41:名無しNIPPER[saga]
2016/09/16(金) 05:05:34.35 ID:arCyxKGf0
亡者と化した騎士達の剣勢をすり抜け、打ち倒し、飛び交う矢をかわしつつ、コブラがやっとの思いで滑り込んだ廃墟の中には、白い髭を蓄えた筋骨隆々な男がいた。
その男はコブラ達を招き入れ、篝火の側まで案内すると、煤にまみれた掌をすりすりと擦り合わせて煤を払い落としつつ、決めた誰かに言うわけでもなく喋り始める。

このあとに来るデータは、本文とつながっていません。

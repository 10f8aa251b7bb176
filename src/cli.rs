//! The command line interface for the simulation.
use crate::input::load_model;
use crate::log;
use crate::output::{create_output_directory, get_output_dir};
use crate::settings::Settings;
use ::log::{info, warn};
use anyhow::{Context, Result};
use clap::{Args, CommandFactory, Parser, Subcommand};
use std::path::{Path, PathBuf};

pub mod example;
use example::ExampleSubcommands;
pub mod settings;
use settings::SettingsSubcommands;

/// The command line interface for the simulation.
#[derive(Parser)]
#[command(version, about)]
struct Cli {
    /// The available commands.
    #[command(subcommand)]
    command: Option<Commands>,
    /// Flag to provide the CLI docs as markdown
    #[arg(long, hide = true)]
    markdown_help: bool,
}

/// Options for the run command
#[derive(Args, Default)]
pub struct RunOpts {
    /// Directory for output files
    #[arg(short, long)]
    pub output_dir: Option<PathBuf>,
    /// Whether to overwrite the output directory if it already exists
    #[arg(long)]
    pub overwrite: bool,
}

/// The available commands.
#[derive(Subcommand)]
enum Commands {
    /// Run a simulation model.
    Run {
        /// Path to the model directory.
        model_dir: PathBuf,
        /// Other run options
        #[command(flatten)]
        opts: RunOpts,
    },
    /// Manage example models.
    Example {
        /// The available subcommands for managing example models.
        #[command(subcommand)]
        subcommand: ExampleSubcommands,
    },
    /// Validate a model.
    Validate {
        /// The path to the model directory.
        model_dir: PathBuf,
    },
    /// Manage settings file.
    Settings {
        /// The subcommands for managing the settings file.
        #[command(subcommand)]
        subcommand: SettingsSubcommands,
    },
}

impl Commands {
    /// Execute the supplied CLI command
    fn execute(self) -> Result<()> {
        match self {
            Self::Run { model_dir, opts } => handle_run_command(&model_dir, &opts, None),
            Self::Example { subcommand } => subcommand.execute(),
            Self::Validate { model_dir } => handle_validate_command(&model_dir, None),
            Self::Settings { subcommand } => subcommand.execute(),
        }
    }
}

/// Parse CLI arguments and start evflex
pub fn run_cli() -> Result<()> {
    let cli = Cli::parse();

    // Invoked as: `$ evflex --markdown-help`
    if cli.markdown_help {
        clap_markdown::print_help_markdown::<Cli>();
        return Ok(());
    }

    let Some(command) = cli.command else {
        // Output program help
        let help_str = Cli::command().render_long_help().to_string();
        println!("{help_str}");
        return Ok(());
    };

    command.execute()
}

/// Handle the `run` command.
pub fn handle_run_command(
    model_path: &Path,
    opts: &RunOpts,
    settings: Option<Settings>,
) -> Result<()> {
    // Load program settings, if not provided
    let settings = if let Some(settings) = settings {
        settings
    } else {
        Settings::load().context("Failed to load settings.")?
    };

    // Get path to output folder
    let pathbuf: PathBuf;
    let output_path = if let Some(p) = opts.output_dir.as_deref() {
        p
    } else {
        pathbuf = get_output_dir(model_path)?;
        &pathbuf
    };

    // The overwrite option can be given on the command line or in the settings file
    let overwrite = create_output_directory(output_path, opts.overwrite || settings.overwrite)
        .with_context(|| {
            format!(
                "Failed to create output directory: {}",
                output_path.display()
            )
        })?;

    // Initialise program logger
    log::init(&settings.log_level, Some(output_path))
        .context("Failed to initialise logging.")?;

    // Load the model to run
    let model = load_model(model_path).context("Failed to load model.")?;
    info!("Loaded model from {}", model_path.display());
    info!("Output folder: {}", output_path.display());

    // NB: We have to wait until the logger is initialised to display this warning
    if overwrite {
        warn!("Output folder will be overwritten");
    }

    // Run the simulation
    crate::simulation::run(&model, output_path)?;
    info!("Simulation complete!");

    Ok(())
}

/// Handle the `validate` command.
pub fn handle_validate_command(model_path: &Path, settings: Option<Settings>) -> Result<()> {
    // Load program settings, if not provided
    let settings = if let Some(settings) = settings {
        settings
    } else {
        Settings::load().context("Failed to load settings.")?
    };

    // Initialise program logger (we won't save log files when running the validate command)
    log::init(&settings.log_level, None).context("Failed to initialise logging.")?;

    // Load/validate the model
    load_model(model_path).context("Failed to validate model.")?;
    info!("Model validation successful!");

    Ok(())
}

アンドレイ「外にいる亡者どもは誰彼構わず襲うが、此処までは来ねえんだ」スリスリ
アンドレイ「きっとこの火が大事なんだろうなぁ」スリスリ
ソラール「………」
アンドレイ「あんたらも不死の使命を知る為に来たんだろうがよ。あの教会の鐘を守ってるのは、牛野郎どころじゃねえ化け物だ」
アンドレイ「二本の剣と一枚の盾、それに全身鎧二着と素手じゃ、分が悪いってもんだぜ」
アンドレイ「俺はアストラのアンドレイ。ここで鍛冶をやってるんだが、どうだい」
アンドレイ「ここで武器を一式揃えるってのは」
アンドレイと名乗る男の提案に、ソラールの緊張した雰囲気が少し和んだ。
しかし、コブラは眉を潜めて自嘲し、両手をズボンのポケットに突っ込むと…
コブラ「せっかくのお誘いもありがたいんだが…」
アンドレイ「なんだ、どうした?」
コブラ「あいにく今は無一文でね。鼻毛一本ありゃしないんだ」
ポケットの内側をひっくり返して、ポケットの中の埃を床にパラパラと落とした。
ここの通貨単位を知る者はアンドレイを除いておらず、そもそも通貨があること自体、コブラには疑わしかった。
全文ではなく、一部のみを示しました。